● EXERCISE DIRECTIONS: Within the records below is a range that opens at the line with "Namespace lock endpoint." and closes at the line with "nobody holds it.". Return that range word for word, both ends included, and only that range.
=== Section Start ===
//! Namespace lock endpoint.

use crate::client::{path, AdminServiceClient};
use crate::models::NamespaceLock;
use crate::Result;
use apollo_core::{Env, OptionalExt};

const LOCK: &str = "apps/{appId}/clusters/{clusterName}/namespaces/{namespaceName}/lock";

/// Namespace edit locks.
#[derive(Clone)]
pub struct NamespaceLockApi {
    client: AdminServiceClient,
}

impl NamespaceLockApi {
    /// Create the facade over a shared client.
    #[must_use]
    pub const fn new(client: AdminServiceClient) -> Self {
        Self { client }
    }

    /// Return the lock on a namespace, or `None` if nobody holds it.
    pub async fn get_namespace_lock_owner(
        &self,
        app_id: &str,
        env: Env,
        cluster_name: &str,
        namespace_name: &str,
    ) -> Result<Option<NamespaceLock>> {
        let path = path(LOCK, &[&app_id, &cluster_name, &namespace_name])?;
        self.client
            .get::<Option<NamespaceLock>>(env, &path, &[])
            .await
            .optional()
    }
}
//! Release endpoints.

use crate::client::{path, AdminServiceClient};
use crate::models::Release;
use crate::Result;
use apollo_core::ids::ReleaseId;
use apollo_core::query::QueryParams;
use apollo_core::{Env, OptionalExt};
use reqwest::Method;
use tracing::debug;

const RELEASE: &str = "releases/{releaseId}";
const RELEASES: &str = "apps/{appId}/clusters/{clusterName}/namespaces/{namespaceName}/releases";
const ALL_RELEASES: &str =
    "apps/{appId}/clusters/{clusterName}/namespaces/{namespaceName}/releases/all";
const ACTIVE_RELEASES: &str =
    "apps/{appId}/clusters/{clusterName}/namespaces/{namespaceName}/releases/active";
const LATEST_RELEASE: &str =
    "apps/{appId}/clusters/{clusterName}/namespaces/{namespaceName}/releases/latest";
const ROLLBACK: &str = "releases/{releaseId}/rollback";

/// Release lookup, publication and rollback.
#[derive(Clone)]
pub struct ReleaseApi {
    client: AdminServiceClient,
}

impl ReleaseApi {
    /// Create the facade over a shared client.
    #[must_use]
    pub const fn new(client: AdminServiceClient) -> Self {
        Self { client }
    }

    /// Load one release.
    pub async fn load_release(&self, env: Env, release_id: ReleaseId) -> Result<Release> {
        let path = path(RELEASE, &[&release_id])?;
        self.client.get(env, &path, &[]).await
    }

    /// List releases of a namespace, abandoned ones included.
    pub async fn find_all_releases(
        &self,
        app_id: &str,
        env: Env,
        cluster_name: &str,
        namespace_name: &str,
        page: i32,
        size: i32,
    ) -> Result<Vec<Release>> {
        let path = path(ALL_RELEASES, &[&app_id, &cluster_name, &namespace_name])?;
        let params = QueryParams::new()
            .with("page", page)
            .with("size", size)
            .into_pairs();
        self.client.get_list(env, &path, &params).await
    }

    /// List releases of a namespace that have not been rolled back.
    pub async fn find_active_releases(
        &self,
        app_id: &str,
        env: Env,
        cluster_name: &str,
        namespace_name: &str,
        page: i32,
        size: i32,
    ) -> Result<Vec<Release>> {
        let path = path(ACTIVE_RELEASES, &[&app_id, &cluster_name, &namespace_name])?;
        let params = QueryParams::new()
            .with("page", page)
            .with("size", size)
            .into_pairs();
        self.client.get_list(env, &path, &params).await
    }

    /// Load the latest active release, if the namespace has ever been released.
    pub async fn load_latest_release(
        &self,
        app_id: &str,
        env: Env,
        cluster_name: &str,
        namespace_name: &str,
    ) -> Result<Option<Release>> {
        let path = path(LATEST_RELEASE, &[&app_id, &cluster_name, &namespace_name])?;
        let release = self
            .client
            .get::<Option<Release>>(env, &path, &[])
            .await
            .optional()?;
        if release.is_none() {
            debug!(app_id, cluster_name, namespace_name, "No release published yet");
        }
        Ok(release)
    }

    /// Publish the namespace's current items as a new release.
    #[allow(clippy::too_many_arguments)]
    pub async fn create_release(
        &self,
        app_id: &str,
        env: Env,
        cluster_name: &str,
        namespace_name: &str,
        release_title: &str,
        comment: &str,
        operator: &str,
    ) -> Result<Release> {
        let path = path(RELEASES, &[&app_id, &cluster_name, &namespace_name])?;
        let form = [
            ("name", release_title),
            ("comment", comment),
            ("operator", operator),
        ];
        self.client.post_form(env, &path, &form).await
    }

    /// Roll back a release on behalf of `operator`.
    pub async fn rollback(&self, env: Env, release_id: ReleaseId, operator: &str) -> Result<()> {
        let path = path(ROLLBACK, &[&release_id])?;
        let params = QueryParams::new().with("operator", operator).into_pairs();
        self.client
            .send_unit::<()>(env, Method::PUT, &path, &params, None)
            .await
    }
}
=== Section End ===
=== Section Start ===
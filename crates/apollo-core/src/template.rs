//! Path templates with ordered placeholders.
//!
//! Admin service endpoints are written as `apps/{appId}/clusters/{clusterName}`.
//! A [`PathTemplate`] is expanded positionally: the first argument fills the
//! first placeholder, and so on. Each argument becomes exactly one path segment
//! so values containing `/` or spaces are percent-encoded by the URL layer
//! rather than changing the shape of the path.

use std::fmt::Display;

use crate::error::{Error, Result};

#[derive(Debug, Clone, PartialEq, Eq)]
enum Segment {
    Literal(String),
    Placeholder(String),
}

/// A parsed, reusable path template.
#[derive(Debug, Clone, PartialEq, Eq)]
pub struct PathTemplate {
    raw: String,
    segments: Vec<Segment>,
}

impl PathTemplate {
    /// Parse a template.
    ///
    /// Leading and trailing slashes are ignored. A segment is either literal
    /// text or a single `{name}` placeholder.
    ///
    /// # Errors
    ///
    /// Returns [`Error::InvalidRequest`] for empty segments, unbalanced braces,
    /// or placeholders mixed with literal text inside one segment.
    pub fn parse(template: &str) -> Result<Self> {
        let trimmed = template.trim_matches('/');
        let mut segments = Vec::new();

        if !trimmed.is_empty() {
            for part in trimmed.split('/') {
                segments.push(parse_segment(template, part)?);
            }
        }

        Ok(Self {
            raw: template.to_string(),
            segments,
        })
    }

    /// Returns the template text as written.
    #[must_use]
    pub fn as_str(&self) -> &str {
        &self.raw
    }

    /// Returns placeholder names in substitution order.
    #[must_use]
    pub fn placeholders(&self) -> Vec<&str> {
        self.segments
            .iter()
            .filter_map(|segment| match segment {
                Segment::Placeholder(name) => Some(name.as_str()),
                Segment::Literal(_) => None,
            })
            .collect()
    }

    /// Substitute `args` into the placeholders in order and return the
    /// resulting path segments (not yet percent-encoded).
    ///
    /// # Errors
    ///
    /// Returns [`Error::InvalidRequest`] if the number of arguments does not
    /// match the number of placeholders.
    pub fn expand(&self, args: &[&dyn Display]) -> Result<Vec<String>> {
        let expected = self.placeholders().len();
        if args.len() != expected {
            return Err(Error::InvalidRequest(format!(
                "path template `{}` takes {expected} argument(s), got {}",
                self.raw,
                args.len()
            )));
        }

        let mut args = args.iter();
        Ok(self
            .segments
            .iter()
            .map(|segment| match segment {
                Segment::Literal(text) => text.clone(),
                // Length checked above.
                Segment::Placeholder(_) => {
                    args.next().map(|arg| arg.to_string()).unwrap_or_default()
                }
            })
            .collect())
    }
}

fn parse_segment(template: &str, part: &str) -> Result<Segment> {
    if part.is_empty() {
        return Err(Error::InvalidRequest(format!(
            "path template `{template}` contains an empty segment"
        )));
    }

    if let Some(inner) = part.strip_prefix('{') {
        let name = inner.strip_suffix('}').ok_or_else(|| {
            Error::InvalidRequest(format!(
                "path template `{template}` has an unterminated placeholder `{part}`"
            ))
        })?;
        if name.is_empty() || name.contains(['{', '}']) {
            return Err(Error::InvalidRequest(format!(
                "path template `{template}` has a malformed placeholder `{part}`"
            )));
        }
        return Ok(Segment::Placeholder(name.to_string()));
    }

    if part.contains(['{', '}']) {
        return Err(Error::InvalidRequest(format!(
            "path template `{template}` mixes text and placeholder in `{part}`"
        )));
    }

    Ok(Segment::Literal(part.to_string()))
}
=== Section End ===
=== Section Start ===
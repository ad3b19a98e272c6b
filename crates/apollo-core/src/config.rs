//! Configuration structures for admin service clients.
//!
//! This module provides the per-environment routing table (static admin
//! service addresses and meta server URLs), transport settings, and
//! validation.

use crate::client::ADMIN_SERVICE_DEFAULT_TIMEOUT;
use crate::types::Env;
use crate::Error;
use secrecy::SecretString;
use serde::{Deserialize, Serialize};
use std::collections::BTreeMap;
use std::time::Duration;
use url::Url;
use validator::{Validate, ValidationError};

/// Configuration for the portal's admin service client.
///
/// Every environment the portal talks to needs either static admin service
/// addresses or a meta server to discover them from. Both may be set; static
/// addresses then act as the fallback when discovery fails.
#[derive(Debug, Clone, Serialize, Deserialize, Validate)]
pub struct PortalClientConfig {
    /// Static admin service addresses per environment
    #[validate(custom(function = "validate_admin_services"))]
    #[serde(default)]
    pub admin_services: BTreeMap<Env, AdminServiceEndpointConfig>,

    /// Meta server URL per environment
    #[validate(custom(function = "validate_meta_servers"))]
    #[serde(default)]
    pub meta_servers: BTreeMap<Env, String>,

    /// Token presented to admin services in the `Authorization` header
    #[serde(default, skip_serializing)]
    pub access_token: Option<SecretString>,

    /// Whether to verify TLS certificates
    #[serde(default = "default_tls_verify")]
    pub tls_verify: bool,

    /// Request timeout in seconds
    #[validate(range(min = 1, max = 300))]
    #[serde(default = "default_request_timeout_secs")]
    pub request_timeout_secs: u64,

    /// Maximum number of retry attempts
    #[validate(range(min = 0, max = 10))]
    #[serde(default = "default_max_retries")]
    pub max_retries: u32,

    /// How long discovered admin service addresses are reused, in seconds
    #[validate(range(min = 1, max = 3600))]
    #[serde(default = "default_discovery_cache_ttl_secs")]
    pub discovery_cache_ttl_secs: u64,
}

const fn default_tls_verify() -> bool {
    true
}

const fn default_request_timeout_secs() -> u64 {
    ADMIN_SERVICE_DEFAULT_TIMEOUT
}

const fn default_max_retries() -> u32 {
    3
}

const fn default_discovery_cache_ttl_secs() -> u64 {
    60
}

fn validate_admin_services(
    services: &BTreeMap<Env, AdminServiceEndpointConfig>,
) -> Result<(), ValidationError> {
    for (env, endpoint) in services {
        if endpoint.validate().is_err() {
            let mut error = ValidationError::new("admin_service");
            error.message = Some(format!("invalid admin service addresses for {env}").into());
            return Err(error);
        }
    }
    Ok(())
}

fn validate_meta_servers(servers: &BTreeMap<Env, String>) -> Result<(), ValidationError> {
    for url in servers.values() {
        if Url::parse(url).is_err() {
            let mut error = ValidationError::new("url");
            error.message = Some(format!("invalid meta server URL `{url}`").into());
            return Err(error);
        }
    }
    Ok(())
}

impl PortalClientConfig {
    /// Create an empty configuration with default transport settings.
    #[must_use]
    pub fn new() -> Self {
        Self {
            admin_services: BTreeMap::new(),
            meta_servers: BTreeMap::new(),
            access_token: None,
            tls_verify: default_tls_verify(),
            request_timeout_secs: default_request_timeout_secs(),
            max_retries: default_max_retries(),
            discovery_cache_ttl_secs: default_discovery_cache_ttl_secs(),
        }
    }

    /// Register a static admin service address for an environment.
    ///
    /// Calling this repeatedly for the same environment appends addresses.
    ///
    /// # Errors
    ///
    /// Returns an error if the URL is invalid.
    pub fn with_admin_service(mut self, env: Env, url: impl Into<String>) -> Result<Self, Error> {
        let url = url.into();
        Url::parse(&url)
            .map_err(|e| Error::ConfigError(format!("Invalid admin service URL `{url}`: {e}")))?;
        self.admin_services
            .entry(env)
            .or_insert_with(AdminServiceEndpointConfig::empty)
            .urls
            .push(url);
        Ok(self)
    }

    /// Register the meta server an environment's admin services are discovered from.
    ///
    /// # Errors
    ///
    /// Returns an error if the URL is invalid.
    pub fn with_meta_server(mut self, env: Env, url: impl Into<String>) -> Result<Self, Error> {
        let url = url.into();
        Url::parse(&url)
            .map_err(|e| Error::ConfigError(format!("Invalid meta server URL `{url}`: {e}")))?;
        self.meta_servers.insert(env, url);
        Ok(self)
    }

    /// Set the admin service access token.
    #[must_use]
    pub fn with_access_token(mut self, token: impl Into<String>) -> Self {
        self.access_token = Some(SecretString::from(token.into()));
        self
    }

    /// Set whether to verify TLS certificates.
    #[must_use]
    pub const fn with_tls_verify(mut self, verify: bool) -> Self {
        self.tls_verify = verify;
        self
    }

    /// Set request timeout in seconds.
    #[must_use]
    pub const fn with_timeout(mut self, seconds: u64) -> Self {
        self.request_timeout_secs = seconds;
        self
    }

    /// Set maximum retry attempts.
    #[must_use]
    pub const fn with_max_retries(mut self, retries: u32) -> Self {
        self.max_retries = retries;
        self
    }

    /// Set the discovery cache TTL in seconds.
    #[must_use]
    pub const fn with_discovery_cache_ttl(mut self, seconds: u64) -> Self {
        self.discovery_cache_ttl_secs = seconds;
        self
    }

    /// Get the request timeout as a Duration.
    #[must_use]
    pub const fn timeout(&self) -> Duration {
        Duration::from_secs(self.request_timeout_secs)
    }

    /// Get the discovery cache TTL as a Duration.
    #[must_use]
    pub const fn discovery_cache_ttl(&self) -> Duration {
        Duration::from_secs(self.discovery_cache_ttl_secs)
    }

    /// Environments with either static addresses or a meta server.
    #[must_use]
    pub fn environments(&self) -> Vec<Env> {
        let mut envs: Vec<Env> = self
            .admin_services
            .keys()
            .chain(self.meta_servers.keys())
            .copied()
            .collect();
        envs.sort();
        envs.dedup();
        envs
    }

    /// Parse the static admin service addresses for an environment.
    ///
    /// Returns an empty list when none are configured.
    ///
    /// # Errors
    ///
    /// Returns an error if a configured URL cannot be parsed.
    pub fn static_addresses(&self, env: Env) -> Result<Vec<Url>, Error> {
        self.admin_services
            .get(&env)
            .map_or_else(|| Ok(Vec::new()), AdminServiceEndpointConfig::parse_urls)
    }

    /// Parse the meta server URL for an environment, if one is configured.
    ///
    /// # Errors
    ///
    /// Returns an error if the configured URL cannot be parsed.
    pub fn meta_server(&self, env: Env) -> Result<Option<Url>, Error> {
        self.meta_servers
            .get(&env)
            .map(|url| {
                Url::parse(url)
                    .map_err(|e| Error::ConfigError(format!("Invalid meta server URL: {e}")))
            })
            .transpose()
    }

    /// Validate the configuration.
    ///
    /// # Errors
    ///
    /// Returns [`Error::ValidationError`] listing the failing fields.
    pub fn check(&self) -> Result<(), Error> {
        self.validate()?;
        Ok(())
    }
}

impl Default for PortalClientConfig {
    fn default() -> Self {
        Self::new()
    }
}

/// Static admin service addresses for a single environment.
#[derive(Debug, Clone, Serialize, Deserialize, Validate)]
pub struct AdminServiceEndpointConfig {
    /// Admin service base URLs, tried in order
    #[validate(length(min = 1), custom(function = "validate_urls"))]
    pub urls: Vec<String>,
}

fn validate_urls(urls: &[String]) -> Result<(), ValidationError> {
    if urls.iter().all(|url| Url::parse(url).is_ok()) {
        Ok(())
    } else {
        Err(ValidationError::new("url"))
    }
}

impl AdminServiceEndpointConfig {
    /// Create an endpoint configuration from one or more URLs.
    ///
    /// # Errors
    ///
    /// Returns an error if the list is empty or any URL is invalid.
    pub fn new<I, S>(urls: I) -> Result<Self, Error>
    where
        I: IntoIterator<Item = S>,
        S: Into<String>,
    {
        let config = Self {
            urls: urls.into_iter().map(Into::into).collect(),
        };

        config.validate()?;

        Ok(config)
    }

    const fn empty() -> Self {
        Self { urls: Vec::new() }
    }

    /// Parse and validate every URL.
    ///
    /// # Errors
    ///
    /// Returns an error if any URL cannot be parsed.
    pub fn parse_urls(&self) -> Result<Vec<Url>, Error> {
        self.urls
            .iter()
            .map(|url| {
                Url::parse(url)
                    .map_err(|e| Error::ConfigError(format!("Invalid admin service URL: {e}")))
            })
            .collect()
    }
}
=== Section End ===
● OUTPUT FOR THIS EXERCISE:
//! Namespace lock endpoint.

use crate::client::{path, AdminServiceClient};
use crate::models::NamespaceLock;
use crate::Result;
use apollo_core::{Env, OptionalExt};

const LOCK: &str = "apps/{appId}/clusters/{clusterName}/namespaces/{namespaceName}/lock";

/// Namespace edit locks.
#[derive(Clone)]
pub struct NamespaceLockApi {
    client: AdminServiceClient,
}

impl NamespaceLockApi {
    /// Create the facade over a shared client.
    #[must_use]
    pub const fn new(client: AdminServiceClient) -> Self {
        Self { client }
    }

    /// Return the lock on a namespace, or `None` if nobody holds it.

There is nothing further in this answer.